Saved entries
use axum::{extract::State, response::Html};

use crate::errors::AppError;
use crate::services::catalog;
use crate::views::{self, RestaurantsPage};
use crate::AppState;

/// GET /restaurants: restaurant cards in CMS order.
pub async fn page(State(state): State<AppState>) -> Result<Html<String>, AppError> {
    let restaurants = catalog::list_restaurants(state.content.as_ref()).await?;
    views::render(&RestaurantsPage { restaurants })
}
use std::net::SocketAddr;

use foodie::config::AppConfig;
use foodie::AppState;
use mimalloc::MiMalloc;
use tracing_subscriber::{layer::SubscriberExt, util::SubscriberInitExt, EnvFilter};

// M-MIMALLOC-APP: Use mimalloc as global allocator for improved performance.
#[global_allocator]
static GLOBAL: MiMalloc = MiMalloc;

#[tokio::main]
async fn main() -> anyhow::Result<()> {
    dotenvy::dotenv().ok();

    tracing_subscriber::registry()
        .with(
            EnvFilter::try_from_default_env()
                .unwrap_or_else(|_| "foodie=debug,tower_http=debug".into()),
        )
        .with(tracing_subscriber::fmt::layer().json())
        .init();

    let config = AppConfig::from_env()
        .map_err(|e| anyhow::anyhow!("Failed to load configuration (COSMIC_BUCKET_SLUG): {e}"))?;

    let addr: SocketAddr = format!("{}:{}", config.host, config.port).parse()?;
    let state = AppState::from_config(config)?;
    let app = foodie::routes::router(state);

    tracing::info!(host = %addr, "Starting Foodie dashboard");

    let listener = tokio::net::TcpListener::bind(addr).await?;
    axum::serve(listener, app).await?;

    Ok(())
}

Aim of the exercise
Set down nothing but the lines from the one containing "let state = AppState::from_config(config)?;" through the final line above, exactly as written.

Solution to the exercise
    let state = AppState::from_config(config)?;
    let app = foodie::routes::router(state);

    tracing::info!(host = %addr, "Starting Foodie dashboard");

    let listener = tokio::net::TcpListener::bind(addr).await?;
    axum::serve(listener, app).await?;

    Ok(())
}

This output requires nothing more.